*** Opening DATASET RECORDS ***

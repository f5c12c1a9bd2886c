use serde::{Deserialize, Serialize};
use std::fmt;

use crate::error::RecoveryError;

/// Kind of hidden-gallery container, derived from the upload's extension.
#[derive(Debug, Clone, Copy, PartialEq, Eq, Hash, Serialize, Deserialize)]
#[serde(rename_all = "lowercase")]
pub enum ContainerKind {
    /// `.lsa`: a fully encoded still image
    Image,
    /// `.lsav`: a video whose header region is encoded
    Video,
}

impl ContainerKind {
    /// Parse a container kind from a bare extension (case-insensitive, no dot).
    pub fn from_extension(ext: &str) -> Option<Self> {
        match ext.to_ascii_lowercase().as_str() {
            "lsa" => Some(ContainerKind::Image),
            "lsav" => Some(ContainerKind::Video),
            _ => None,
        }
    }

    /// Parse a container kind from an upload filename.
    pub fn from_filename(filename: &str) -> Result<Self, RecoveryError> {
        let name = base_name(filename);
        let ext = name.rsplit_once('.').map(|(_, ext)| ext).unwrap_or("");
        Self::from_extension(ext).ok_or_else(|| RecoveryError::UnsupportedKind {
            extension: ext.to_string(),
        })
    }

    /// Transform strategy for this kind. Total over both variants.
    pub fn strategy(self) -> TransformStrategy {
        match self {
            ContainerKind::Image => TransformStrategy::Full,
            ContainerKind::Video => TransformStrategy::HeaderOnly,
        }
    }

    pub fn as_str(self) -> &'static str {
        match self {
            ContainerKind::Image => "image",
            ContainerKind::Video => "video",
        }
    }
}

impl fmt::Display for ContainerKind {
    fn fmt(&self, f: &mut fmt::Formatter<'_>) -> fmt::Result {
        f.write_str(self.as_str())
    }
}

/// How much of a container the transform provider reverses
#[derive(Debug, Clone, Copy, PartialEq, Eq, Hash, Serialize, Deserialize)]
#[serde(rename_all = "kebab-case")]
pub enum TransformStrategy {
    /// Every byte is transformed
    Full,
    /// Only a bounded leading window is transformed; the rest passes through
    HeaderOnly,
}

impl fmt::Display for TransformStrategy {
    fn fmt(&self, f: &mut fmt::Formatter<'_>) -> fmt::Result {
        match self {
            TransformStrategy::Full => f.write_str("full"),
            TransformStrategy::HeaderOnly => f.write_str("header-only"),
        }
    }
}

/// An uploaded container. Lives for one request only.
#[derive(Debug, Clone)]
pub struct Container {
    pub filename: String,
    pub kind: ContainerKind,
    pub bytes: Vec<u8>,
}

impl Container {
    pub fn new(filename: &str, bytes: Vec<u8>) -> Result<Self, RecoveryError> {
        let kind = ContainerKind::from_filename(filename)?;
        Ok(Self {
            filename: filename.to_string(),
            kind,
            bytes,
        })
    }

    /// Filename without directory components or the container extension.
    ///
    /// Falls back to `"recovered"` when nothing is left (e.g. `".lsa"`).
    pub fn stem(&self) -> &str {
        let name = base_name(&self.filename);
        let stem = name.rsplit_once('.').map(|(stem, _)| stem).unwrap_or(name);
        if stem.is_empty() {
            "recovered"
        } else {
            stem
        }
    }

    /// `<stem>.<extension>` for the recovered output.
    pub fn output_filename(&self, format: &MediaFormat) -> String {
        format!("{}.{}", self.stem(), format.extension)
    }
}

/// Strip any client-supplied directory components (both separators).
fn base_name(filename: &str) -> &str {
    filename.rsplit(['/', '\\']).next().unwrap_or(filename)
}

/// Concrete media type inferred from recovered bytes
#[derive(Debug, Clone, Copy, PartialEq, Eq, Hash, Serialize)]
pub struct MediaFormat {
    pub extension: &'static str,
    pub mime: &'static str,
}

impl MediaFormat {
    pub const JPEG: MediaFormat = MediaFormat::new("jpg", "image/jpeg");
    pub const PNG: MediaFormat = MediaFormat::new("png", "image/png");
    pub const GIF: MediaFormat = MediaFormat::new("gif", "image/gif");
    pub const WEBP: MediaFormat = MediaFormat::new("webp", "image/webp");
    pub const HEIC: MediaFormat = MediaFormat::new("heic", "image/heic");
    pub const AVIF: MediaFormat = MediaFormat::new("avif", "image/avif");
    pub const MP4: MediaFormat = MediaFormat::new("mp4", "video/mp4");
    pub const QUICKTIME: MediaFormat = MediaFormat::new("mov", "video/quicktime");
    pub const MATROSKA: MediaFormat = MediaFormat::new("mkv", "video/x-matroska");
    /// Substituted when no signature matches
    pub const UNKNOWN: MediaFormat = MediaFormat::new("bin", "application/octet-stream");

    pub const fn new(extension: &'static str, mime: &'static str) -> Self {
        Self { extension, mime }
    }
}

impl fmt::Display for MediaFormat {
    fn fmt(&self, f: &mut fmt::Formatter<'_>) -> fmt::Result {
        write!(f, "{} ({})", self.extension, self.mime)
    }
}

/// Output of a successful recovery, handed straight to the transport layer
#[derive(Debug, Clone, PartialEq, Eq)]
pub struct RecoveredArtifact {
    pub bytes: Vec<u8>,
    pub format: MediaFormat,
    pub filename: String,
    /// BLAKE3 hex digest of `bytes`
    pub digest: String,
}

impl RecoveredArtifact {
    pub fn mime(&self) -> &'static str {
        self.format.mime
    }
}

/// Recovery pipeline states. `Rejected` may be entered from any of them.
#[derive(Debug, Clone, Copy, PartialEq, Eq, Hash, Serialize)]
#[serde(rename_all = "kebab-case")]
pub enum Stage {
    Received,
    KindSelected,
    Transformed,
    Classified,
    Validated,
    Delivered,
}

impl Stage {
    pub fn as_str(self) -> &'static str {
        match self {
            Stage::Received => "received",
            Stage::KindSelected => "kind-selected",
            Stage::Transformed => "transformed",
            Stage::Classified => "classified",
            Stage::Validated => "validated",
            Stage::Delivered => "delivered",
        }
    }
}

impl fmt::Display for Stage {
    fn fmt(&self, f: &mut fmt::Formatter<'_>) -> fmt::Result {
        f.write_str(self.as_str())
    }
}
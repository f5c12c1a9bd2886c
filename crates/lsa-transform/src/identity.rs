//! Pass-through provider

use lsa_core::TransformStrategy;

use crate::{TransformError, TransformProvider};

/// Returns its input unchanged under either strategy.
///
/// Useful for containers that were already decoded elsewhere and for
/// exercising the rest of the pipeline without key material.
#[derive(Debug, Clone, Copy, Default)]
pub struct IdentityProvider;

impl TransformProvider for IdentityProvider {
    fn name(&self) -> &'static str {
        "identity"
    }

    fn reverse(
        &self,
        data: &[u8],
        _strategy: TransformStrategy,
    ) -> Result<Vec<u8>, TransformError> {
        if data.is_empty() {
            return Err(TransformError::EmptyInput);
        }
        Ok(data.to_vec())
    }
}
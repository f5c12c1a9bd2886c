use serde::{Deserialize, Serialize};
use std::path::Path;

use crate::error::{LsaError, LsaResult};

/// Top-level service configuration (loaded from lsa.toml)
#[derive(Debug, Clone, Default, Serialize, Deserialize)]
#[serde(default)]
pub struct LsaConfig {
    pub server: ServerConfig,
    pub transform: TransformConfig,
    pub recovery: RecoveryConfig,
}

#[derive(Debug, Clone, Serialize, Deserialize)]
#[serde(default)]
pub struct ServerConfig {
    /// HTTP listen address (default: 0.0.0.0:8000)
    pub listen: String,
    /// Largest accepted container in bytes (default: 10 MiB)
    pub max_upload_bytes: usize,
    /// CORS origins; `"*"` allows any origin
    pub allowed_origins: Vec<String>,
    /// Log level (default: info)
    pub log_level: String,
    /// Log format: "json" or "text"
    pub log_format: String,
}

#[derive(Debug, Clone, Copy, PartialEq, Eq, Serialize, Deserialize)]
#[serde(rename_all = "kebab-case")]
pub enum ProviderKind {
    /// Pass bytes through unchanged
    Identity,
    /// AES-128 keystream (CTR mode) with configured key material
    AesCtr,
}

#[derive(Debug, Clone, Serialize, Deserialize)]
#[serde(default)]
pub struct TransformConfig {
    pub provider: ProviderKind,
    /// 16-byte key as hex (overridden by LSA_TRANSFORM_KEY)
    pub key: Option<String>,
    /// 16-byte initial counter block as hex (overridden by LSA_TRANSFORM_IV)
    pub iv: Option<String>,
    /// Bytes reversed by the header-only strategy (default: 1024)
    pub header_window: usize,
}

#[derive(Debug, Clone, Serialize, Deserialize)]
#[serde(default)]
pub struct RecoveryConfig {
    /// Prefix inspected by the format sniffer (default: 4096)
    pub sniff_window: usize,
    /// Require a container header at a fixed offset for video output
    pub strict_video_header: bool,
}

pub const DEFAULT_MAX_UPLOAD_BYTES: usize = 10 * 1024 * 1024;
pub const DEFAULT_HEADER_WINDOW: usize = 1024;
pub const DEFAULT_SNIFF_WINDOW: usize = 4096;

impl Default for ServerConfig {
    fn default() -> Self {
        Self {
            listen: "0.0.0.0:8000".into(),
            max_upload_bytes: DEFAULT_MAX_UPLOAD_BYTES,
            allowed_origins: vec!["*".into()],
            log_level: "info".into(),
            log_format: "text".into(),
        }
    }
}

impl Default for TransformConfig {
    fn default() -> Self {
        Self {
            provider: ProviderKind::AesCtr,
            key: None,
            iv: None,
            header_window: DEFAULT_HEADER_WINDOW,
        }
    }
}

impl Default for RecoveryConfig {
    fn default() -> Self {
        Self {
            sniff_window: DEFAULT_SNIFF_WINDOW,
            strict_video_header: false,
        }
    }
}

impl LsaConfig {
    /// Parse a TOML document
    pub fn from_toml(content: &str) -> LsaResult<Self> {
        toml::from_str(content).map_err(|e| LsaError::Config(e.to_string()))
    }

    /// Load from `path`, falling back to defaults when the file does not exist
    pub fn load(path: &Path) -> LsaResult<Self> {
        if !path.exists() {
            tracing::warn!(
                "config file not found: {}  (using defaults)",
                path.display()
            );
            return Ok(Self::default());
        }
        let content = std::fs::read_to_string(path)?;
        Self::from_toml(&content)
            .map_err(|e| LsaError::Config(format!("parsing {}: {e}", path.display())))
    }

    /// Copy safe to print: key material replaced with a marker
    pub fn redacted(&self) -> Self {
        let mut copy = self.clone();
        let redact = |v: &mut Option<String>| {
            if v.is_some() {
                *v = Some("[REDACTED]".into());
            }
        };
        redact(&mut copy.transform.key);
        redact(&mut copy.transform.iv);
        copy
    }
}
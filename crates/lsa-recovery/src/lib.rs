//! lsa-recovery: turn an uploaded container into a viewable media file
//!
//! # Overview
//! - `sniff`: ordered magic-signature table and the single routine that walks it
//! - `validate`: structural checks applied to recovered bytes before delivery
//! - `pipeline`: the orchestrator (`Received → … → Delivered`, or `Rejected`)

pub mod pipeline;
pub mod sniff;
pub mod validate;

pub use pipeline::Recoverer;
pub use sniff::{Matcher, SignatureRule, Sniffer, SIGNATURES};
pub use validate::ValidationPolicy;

*** Closing DATASET RECORDS ***

** TASK STATEMENT **
Reproduce exactly, and with no other material, the lines between those holding "rest passes through" and "pub const AVIF: MediaFormat", inclusive.

** EXPECTED OUTPUT **
    /// Only a bounded leading window is transformed; the rest passes through
    HeaderOnly,
}

impl fmt::Display for TransformStrategy {
    fn fmt(&self, f: &mut fmt::Formatter<'_>) -> fmt::Result {
        match self {
            TransformStrategy::Full => f.write_str("full"),
            TransformStrategy::HeaderOnly => f.write_str("header-only"),
        }
    }
}

/// An uploaded container. Lives for one request only.
#[derive(Debug, Clone)]
pub struct Container {
    pub filename: String,
    pub kind: ContainerKind,
    pub bytes: Vec<u8>,
}

impl Container {
    pub fn new(filename: &str, bytes: Vec<u8>) -> Result<Self, RecoveryError> {
        let kind = ContainerKind::from_filename(filename)?;
        Ok(Self {
            filename: filename.to_string(),
            kind,
            bytes,
        })
    }

    /// Filename without directory components or the container extension.
    ///
    /// Falls back to `"recovered"` when nothing is left (e.g. `".lsa"`).
    pub fn stem(&self) -> &str {
        let name = base_name(&self.filename);
        let stem = name.rsplit_once('.').map(|(stem, _)| stem).unwrap_or(name);
        if stem.is_empty() {
            "recovered"
        } else {
            stem
        }
    }

    /// `<stem>.<extension>` for the recovered output.
    pub fn output_filename(&self, format: &MediaFormat) -> String {
        format!("{}.{}", self.stem(), format.extension)
    }
}

/// Strip any client-supplied directory components (both separators).
fn base_name(filename: &str) -> &str {
    filename.rsplit(['/', '\\']).next().unwrap_or(filename)
}

/// Concrete media type inferred from recovered bytes
#[derive(Debug, Clone, Copy, PartialEq, Eq, Hash, Serialize)]
pub struct MediaFormat {
    pub extension: &'static str,
    pub mime: &'static str,
}

impl MediaFormat {
    pub const JPEG: MediaFormat = MediaFormat::new("jpg", "image/jpeg");
    pub const PNG: MediaFormat = MediaFormat::new("png", "image/png");
    pub const GIF: MediaFormat = MediaFormat::new("gif", "image/gif");
    pub const WEBP: MediaFormat = MediaFormat::new("webp", "image/webp");
    pub const HEIC: MediaFormat = MediaFormat::new("heic", "image/heic");
    pub const AVIF: MediaFormat = MediaFormat::new("avif", "image/avif");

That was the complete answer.